START Record set

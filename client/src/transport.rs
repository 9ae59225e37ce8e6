//! HTTP transport for the order API.
//!
//! Thin layer over `reqwest`: builds requests, attaches version headers and
//! maps responses onto [`ClientError`] kinds. No retry, no caching.

use crate::config::{ClientConfig, Timeouts};
use crate::error::{ClientError, ConflictInfo, Result};
use comanda_engine::{
    CloseOrder, ItemId, NewItem, NewOrder, Order, OrderId, OrderStatus, UnitId, Version,
};
use comanda_engine::retry::RETRYABLE_STATUSES;
use reqwest::header::{ETAG, IF_MATCH, IF_NONE_MATCH};
use reqwest::{Client, Method, RequestBuilder, Response, StatusCode};
use serde::de::DeserializeOwned;
use serde::{Deserialize, Serialize};
use std::time::Duration;

/// Default page size of paged listings.
pub const DEFAULT_PAGE_SIZE: u32 = 20;

/// Timeout class of a request.
#[derive(Debug, Clone, Copy, PartialEq, Eq)]
pub enum RequestClass {
    Read,
    Write,
    /// Closing an order
    Critical,
    Ping,
}

impl RequestClass {
    fn timeout(self, timeouts: &Timeouts) -> Duration {
        match self {
            RequestClass::Read => timeouts.read,
            RequestClass::Write => timeouts.write,
            RequestClass::Critical => timeouts.critical,
            RequestClass::Ping => timeouts.ping,
        }
    }
}

/// Result of a conditional GET.
#[derive(Debug, Clone, PartialEq)]
pub enum Fetched {
    /// 200 with a body; the etag header is folded into the order
    Modified { order: Order, etag: Option<String> },
    /// 304, the cached copy is still current
    NotModified,
}

/// A page of a paged listing.
#[derive(Debug, Clone, PartialEq, Serialize, Deserialize)]
#[serde(rename_all = "camelCase")]
pub struct Page<T> {
    #[serde(default = "Vec::new")]
    pub content: Vec<T>,
    #[serde(default)]
    pub total_elements: u64,
    #[serde(default)]
    pub number: u32,
    #[serde(default)]
    pub size: u32,
}

#[derive(Serialize)]
struct QuantityBody {
    quantity: u32,
}

#[derive(Serialize)]
struct StatusBody {
    status: OrderStatus,
}

/// Error body returned by the API.
#[derive(Debug, Default, Deserialize)]
#[serde(rename_all = "camelCase")]
struct ErrorBody {
    #[serde(default)]
    message: Option<String>,
    #[serde(default)]
    current_version: Option<Version>,
}

/// HTTP client for the order endpoints.
#[derive(Debug, Clone)]
pub struct HttpTransport {
    client: Client,
    base_url: String,
    token: Option<String>,
    timeouts: Timeouts,
}

impl HttpTransport {
    pub fn new(config: &ClientConfig) -> Result<Self> {
        let client = Client::builder().build()?;

        Ok(Self {
            client,
            base_url: config.api_url.trim_end_matches('/').to_string(),
            token: config.api_token.clone(),
            timeouts: config.timeouts,
        })
    }

    pub fn base_url(&self) -> &str {
        &self.base_url
    }

    fn request(&self, method: Method, path: &str, class: RequestClass) -> RequestBuilder {
        let url = format!("{}{}", self.base_url, path);
        let mut request = self
            .client
            .request(method, url)
            .timeout(class.timeout(&self.timeouts));

        if let Some(token) = &self.token {
            request = request.bearer_auth(token);
        }
        request
    }

    fn if_match(request: RequestBuilder, version: Option<Version>) -> RequestBuilder {
        match version {
            Some(v) => request.header(IF_MATCH, format!("\"{v}\"")),
            None => request,
        }
    }

    // ========== Reads ==========

    /// Fetch an order, conditionally when an etag is known.
    pub async fn get_order(&self, id: OrderId, etag: Option<&str>) -> Result<Fetched> {
        let mut request = self.request(Method::GET, &format!("/pedidos/{id}"), RequestClass::Read);
        if let Some(etag) = etag {
            request = request.header(IF_NONE_MATCH, etag);
        }

        let response = request.send().await?;
        if response.status() == StatusCode::NOT_MODIFIED {
            return Ok(Fetched::NotModified);
        }

        let etag = response
            .headers()
            .get(ETAG)
            .and_then(|v| v.to_str().ok())
            .map(str::to_string);
        let mut order: Order = Self::handle_response(response, None).await?;
        if etag.is_some() {
            order.etag = etag.clone();
        }
        let etag = etag.or_else(|| order.etag.clone());

        Ok(Fetched::Modified { order, etag })
    }

    pub async fn get_by_number(&self, number: &str) -> Result<Order> {
        let path = format!("/pedidos/numero/{number}");
        let response = self.request(Method::GET, &path, RequestClass::Read).send().await?;
        Self::handle_response(response, None).await
    }

    pub async fn get_by_status(&self, status: OrderStatus, page: u32, size: u32) -> Result<Page<Order>> {
        let path = format!("/pedidos/status/{}", status.as_str());
        let response = self
            .request(Method::GET, &path, RequestClass::Read)
            .query(&[("page", page), ("size", size)])
            .send()
            .await?;
        Self::handle_response(response, None).await
    }

    /// Orders in CREATED or IN_PROGRESS.
    pub async fn get_active(&self) -> Result<Vec<Order>> {
        let response = self
            .request(Method::GET, "/pedidos/ativos", RequestClass::Read)
            .send()
            .await?;
        Self::handle_response(response, None).await
    }

    pub async fn get_by_unit(&self, unit_id: UnitId) -> Result<Vec<Order>> {
        let path = format!("/pedidos/unidade/{unit_id}");
        let response = self.request(Method::GET, &path, RequestClass::Read).send().await?;
        Self::handle_response(response, None).await
    }

    /// Changes since `version`. The delta format belongs to the server.
    pub async fn delta_since(&self, id: OrderId, version: Version) -> Result<serde_json::Value> {
        let path = format!("/pedidos/{id}/delta");
        let response = self
            .request(Method::GET, &path, RequestClass::Read)
            .query(&[("versao", version)])
            .send()
            .await?;
        Self::handle_opaque(response).await
    }

    // ========== Writes ==========

    pub async fn create(&self, order: &NewOrder) -> Result<Order> {
        let response = self
            .request(Method::POST, "/pedidos", RequestClass::Write)
            .json(order)
            .send()
            .await?;
        Self::handle_response(response, None).await
    }

    pub async fn add_item(&self, id: OrderId, item: &NewItem, version: Option<Version>) -> Result<Order> {
        let request = self
            .request(Method::POST, &format!("/pedidos/{id}/itens"), RequestClass::Write)
            .json(item);
        let response = Self::if_match(request, version).send().await?;
        Self::handle_response(response, version).await
    }

    pub async fn update_item_quantity(
        &self,
        id: OrderId,
        item_id: ItemId,
        quantity: u32,
        version: Option<Version>,
    ) -> Result<Order> {
        let path = format!("/pedidos/{id}/itens/{item_id}/quantidade");
        let request = self
            .request(Method::PUT, &path, RequestClass::Write)
            .json(&QuantityBody { quantity });
        let response = Self::if_match(request, version).send().await?;
        Self::handle_response(response, version).await
    }

    pub async fn remove_item(&self, id: OrderId, item_id: ItemId, version: Option<Version>) -> Result<Order> {
        let path = format!("/pedidos/{id}/itens/{item_id}");
        let request = self.request(Method::DELETE, &path, RequestClass::Write);
        let response = Self::if_match(request, version).send().await?;
        Self::handle_response(response, version).await
    }

    /// Finalize an order. Uses the critical timeout.
    pub async fn close(&self, id: OrderId, close: &CloseOrder) -> Result<Order> {
        let response = self
            .request(Method::PUT, &format!("/pedidos/{id}/fechar"), RequestClass::Critical)
            .json(close)
            .send()
            .await?;
        Self::handle_response(response, None).await
    }

    pub async fn cancel(&self, id: OrderId, reason: &str) -> Result<Order> {
        let response = self
            .request(Method::PUT, &format!("/pedidos/{id}/cancelar"), RequestClass::Write)
            .query(&[("motivo", reason)])
            .send()
            .await?;
        Self::handle_response(response, None).await
    }

    pub async fn change_status(&self, id: OrderId, status: OrderStatus) -> Result<Order> {
        let response = self
            .request(Method::PUT, &format!("/pedidos/{id}/status"), RequestClass::Write)
            .json(&StatusBody { status })
            .send()
            .await?;
        Self::handle_response(response, None).await
    }

    /// Keep-alive for long edits.
    pub async fn ping(&self, id: OrderId) -> Result<serde_json::Value> {
        let response = self
            .request(Method::POST, &format!("/pedidos/{id}/ping"), RequestClass::Ping)
            .send()
            .await?;
        Self::handle_opaque(response).await
    }

    // ========== Response handling ==========

    async fn handle_response<T: DeserializeOwned>(
        response: Response,
        client_version: Option<Version>,
    ) -> Result<T> {
        let status = response.status();
        if !status.is_success() {
            return Err(Self::error_from(response, client_version).await);
        }

        response.json().await.map_err(Into::into)
    }

    /// Like `handle_response` for endpoints whose body may be empty.
    async fn handle_opaque(response: Response) -> Result<serde_json::Value> {
        let status = response.status();
        if !status.is_success() {
            return Err(Self::error_from(response, None).await);
        }

        let text = response.text().await?;
        if text.trim().is_empty() {
            return Ok(serde_json::Value::Null);
        }
        serde_json::from_str(&text).map_err(|e| ClientError::Decode(e.to_string()))
    }

    async fn error_from(response: Response, client_version: Option<Version>) -> ClientError {
        let status = response.status();
        let text = match response.text().await {
            Ok(text) => text,
            Err(err) => return err.into(),
        };
        classify(status.as_u16(), &text, client_version)
    }
}

/// Map a non-success status and its body onto an error kind.
pub(crate) fn classify(status: u16, body: &str, client_version: Option<Version>) -> ClientError {
    let payload: serde_json::Value = serde_json::from_str(body).unwrap_or(serde_json::Value::Null);
    let parsed: ErrorBody = serde_json::from_value(payload.clone()).unwrap_or_default();
    let message = parsed.message.unwrap_or_else(|| body.trim().to_string());

    match status {
        409 => ClientError::Conflict(ConflictInfo {
            message: if message.is_empty() {
                "Order was modified by another user".to_string()
            } else {
                message
            },
            server_version: parsed.current_version,
            client_version,
            payload,
        }),
        _ if RETRYABLE_STATUSES.contains(&status) => ClientError::Transient { status, message },
        _ => ClientError::Http { status, message },
    }
}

END Record set

*About this exercise*. From the listing above, copy every line that holds the string "parsed".

*Result of the exercise*.
    let parsed: ErrorBody = serde_json::from_value(payload.clone()).unwrap_or_default();
    let message = parsed.message.unwrap_or_else(|| body.trim().to_string());
            server_version: parsed.current_version,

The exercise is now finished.